Even mentally painful situations that evoke sadness can be without suffering, such as an expected mutual breakup. This is because over time the attachment to that person dwindles and becomes smaller.
However, if the breakup is unexpected, there is often a large amount of attachment still there, which leads to suffering. This is applicable to many situations such as deaths too. Usually, our response to the death of someone you are attached to (e.g. family/friends) is very different from the response to someone you barely know and are detached from. The root of suffering is attachment.
Without attachment, you may still experience pain in the form of some emotions but not suffering.
Detachment
In life, you cannot avoid negative emotions such as pain, grief, sadness, etc. They are a part of life. However, you can avoid suffering.
This is done via detachment—not detachment from reality, but from your expectations of the outcomes of your actions.
For example, there’s a difference between someone making a pitch at work and placing their value in what they create and do in the pitch, compared to placing the value in the expectation or outcome of the pitch.
If you are attached to the fantasy of a specific outcome, it will cause much more suffering if it’s not the outcome you hoped for. For instance, if you apply to a school and are rejected, it will cause much more suffering if you are attached to the idea of getting into that school.
If you are not attached, you can still have desires and be emotional or sad if things don’t go the way you wanted, but you won’t suffer. Attachment and expectation go hand in hand.
How to gain detachment
The key to cultivating detachment is to focus on your actions and decisions rather than the outcomes of those actions. This means concentrating on practising the piano before a performance instead of fixating on the outcome of the performance.
It’s easy to become attached to ideas, which can give them power over your suffering. If you start to notice this tendency and move away from it, focusing more on the action itself, it will be immensely helpful.

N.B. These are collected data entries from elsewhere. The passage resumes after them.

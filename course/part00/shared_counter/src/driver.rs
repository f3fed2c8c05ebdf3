use std::{
    fmt,
    sync::{
        atomic::{AtomicUsize, Ordering::SeqCst},
        Arc,
    },
    time::{Duration, Instant},
};

use futures::{stream::FuturesUnordered, StreamExt};
use tokio::{
    runtime::Runtime,
    task::{JoinError, JoinHandle},
};
use tracing::{debug, debug_span, info, info_span, warn};

use crate::{
    config::{ConfigError, DriverConfig},
    counter::{Counter, SharedCounter},
};

#[derive(Debug, Clone, Copy, PartialEq, Eq)]
pub enum DriverState {
    Created,
    Dispatched,
    Joined,
    Reported,
}

impl DriverState {
    fn next(self) -> Option<DriverState> {
        match self {
            DriverState::Created => Some(DriverState::Dispatched),
            DriverState::Dispatched => Some(DriverState::Joined),
            DriverState::Joined => Some(DriverState::Reported),
            DriverState::Reported => None,
        }
    }
}

impl fmt::Display for DriverState {
    fn fmt(&self, f: &mut fmt::Formatter<'_>) -> fmt::Result {
        let name = match self {
            DriverState::Created => "created",
            DriverState::Dispatched => "dispatched",
            DriverState::Joined => "joined",
            DriverState::Reported => "reported",
        };
        f.write_str(name)
    }
}

#[derive(Debug, Clone)]
pub struct Report {
    pub workers: usize,
    pub increments_per_worker: usize,
    pub value: u64,
    pub elapsed: Duration,
}

impl Report {
    pub fn expected(&self) -> u64 {
        (self.workers as u64) * (self.increments_per_worker as u64)
    }

    pub fn lost_updates(&self) -> u64 {
        self.expected().saturating_sub(self.value)
    }
}

#[derive(Debug, thiserror::Error)]
pub enum DriverError {
    #[error("invalid driver config: {0}")]
    Config(#[from] ConfigError),
    #[error("worker {worker} failed before finishing its increments: {reason}")]
    TaskFailure { worker: usize, reason: String },
    #[error("workers did not finish within {after:?}")]
    JoinTimeout { after: Duration },
    #[error("{0} workers were still running when the counter was read")]
    WorkersStillActive(usize),
    #[error("driver cannot run again, it is already {0}")]
    AlreadyRun(DriverState),
    #[error("failed to build the worker pool: {0}")]
    Runtime(#[from] std::io::Error),
}

/// Fans `workers` tasks out over a fixed pool, each calling
/// [`Counter::increment`] `increments` times, joins every one of them and only
/// then reads the counter.
///
/// A driver runs once: `created -> dispatched -> joined -> reported`.
#[derive(Debug)]
pub struct ConcurrentDriver {
    config: DriverConfig,
    state: DriverState,
}

impl Default for ConcurrentDriver {
    fn default() -> Self {
        Self {
            config: DriverConfig::default(),
            state: DriverState::Created,
        }
    }
}

impl ConcurrentDriver {
    pub fn new(config: DriverConfig) -> Result<Self, ConfigError> {
        config.validate()?;
        Ok(Self {
            config,
            state: DriverState::Created,
        })
    }

    pub fn config(&self) -> &DriverConfig {
        &self.config
    }

    pub fn state(&self) -> DriverState {
        self.state
    }

    pub fn run(&mut self) -> Result<Report, DriverError> {
        self.run_on(SharedCounter::new())
    }

    pub fn run_on<C: Counter>(&mut self, counter: C) -> Result<Report, DriverError> {
        if self.state != DriverState::Created {
            return Err(DriverError::AlreadyRun(self.state));
        }

        let span = info_span!(
            "run",
            workers = self.config.workers,
            increments = self.config.increments
        );
        let _entered = span.enter();

        let start = Instant::now();
        let deadline = self.config.join_timeout().map(|after| start + after);
        let counter = Arc::new(counter);
        let live = Arc::new(AtomicUsize::new(0));

        let runtime = self.build_runtime()?;
        let handles = self.dispatch(&runtime, &counter, &live);

        let joined = match self.config.join_timeout() {
            Some(after) => runtime
                .block_on(async { tokio::time::timeout(after, join_workers(handles)).await })
                .unwrap_or(Err(DriverError::JoinTimeout { after })),
            None => runtime.block_on(join_workers(handles)),
        };

        if let Err(err) = joined {
            warn!(%err, still_running = live.load(SeqCst), "workers did not all complete");
            // blocking workers cannot be cancelled. siblings of a failed worker
            // get whatever is left of the join timeout, without one the
            // runtime drop waits for them.
            match deadline {
                Some(deadline) => {
                    runtime.shutdown_timeout(deadline.saturating_duration_since(Instant::now()))
                }
                None => drop(runtime),
            }
            return Err(err);
        }
        self.advance(DriverState::Joined);

        // the counter is only ever read once nothing can still write to it
        ensure_all_joined(&live)?;

        let value = counter.get();
        self.advance(DriverState::Reported);

        let report = Report {
            workers: self.config.workers,
            increments_per_worker: self.config.increments,
            value,
            elapsed: start.elapsed(),
        };
        info!(
            value,
            expected = self.config.expected_total(),
            elapsed = ?report.elapsed,
            "all workers joined"
        );

        Ok(report)
    }

    // workers never await, so they go on the blocking pool, which is capped
    // at one thread per worker. the single async thread is left to drive the
    // join and its timer.
    fn build_runtime(&self) -> std::io::Result<Runtime> {
        tokio::runtime::Builder::new_multi_thread()
            .worker_threads(1)
            .max_blocking_threads(self.config.workers)
            .thread_name("counter-worker")
            .enable_all()
            .build()
    }

    fn dispatch<C: Counter>(
        &mut self,
        runtime: &Runtime,
        counter: &Arc<C>,
        live: &Arc<AtomicUsize>,
    ) -> Vec<JoinHandle<()>> {
        let increments = self.config.increments;

        let handles = (0..self.config.workers)
            .map(|worker| {
                let counter = Arc::clone(counter);
                let live = LiveWorker::register(live);
                let span = debug_span!("worker", worker);

                runtime.spawn_blocking(move || {
                    let _live = live;
                    let _entered = span.enter();
                    debug!("started");
                    for _ in 0..increments {
                        counter.increment();
                    }
                    debug!("finished");
                })
            })
            .collect();

        self.advance(DriverState::Dispatched);
        handles
    }

    fn advance(&mut self, next: DriverState) {
        debug_assert_eq!(Some(next), self.state.next(), "driver states cannot be skipped");
        debug!(from = %self.state, to = %next, "driver state change");
        self.state = next;
    }
}

// drained in completion order, so a failed worker is reported as soon as it
// ends even if a sibling dispatched before it is still running
async fn join_workers(handles: Vec<JoinHandle<()>>) -> Result<(), DriverError> {
    let mut pending = handles
        .into_iter()
        .enumerate()
        .map(|(worker, handle)| async move { (worker, handle.await) })
        .collect::<FuturesUnordered<_>>();

    while let Some((worker, joined)) = pending.next().await {
        joined.map_err(|err| DriverError::TaskFailure {
            worker,
            reason: failure_reason(err),
        })?;
    }

    Ok(())
}

fn ensure_all_joined(live: &AtomicUsize) -> Result<(), DriverError> {
    match live.load(SeqCst) {
        0 => Ok(()),
        still_running => Err(DriverError::WorkersStillActive(still_running)),
    }
}

fn failure_reason(err: JoinError) -> String {
    if !err.is_panic() {
        return err.to_string();
    }

    let payload = err.into_panic();
    if let Some(message) = payload.downcast_ref::<&str>() {
        message.to_string()
    } else if let Some(message) = payload.downcast_ref::<String>() {
        message.clone()
    } else {
        "worker panicked".to_string()
    }
}

/// Counts a worker as live from dispatch until it is dropped, which happens
/// when the worker returns, unwinds, or is discarded without ever starting.
struct LiveWorker(Arc<AtomicUsize>);

impl LiveWorker {
    fn register(live: &Arc<AtomicUsize>) -> Self {
        live.fetch_add(1, SeqCst);
        Self(Arc::clone(live))
    }
}

impl Drop for LiveWorker {
    fn drop(&mut self) {
        self.0.fetch_sub(1, SeqCst);
    }
}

However, do not mistake detachment for disregarding life, events, or emotions. There is a difference between apathy and detachment. Detachment does not mean that you don’t care or don’t feel about things happening in life; it simply means that you are not completely controlled and forced into suffering by them.
Feelings are still present and can be even more regulated and fulfilling when detached from specific ideas and outcomes. Detachment involves having fewer expectations of outcomes. This means that when you haven’t overly fixated on the idea of having to achieve something, and you still accomplish it, the fulfilment is much greater.
Try paying attention to the moments when you are most happy/fulfilled; you could even write them down. Do the same with suffering. Try to recognize if there’s a relationship between the expectation/attachment to both of these feelings.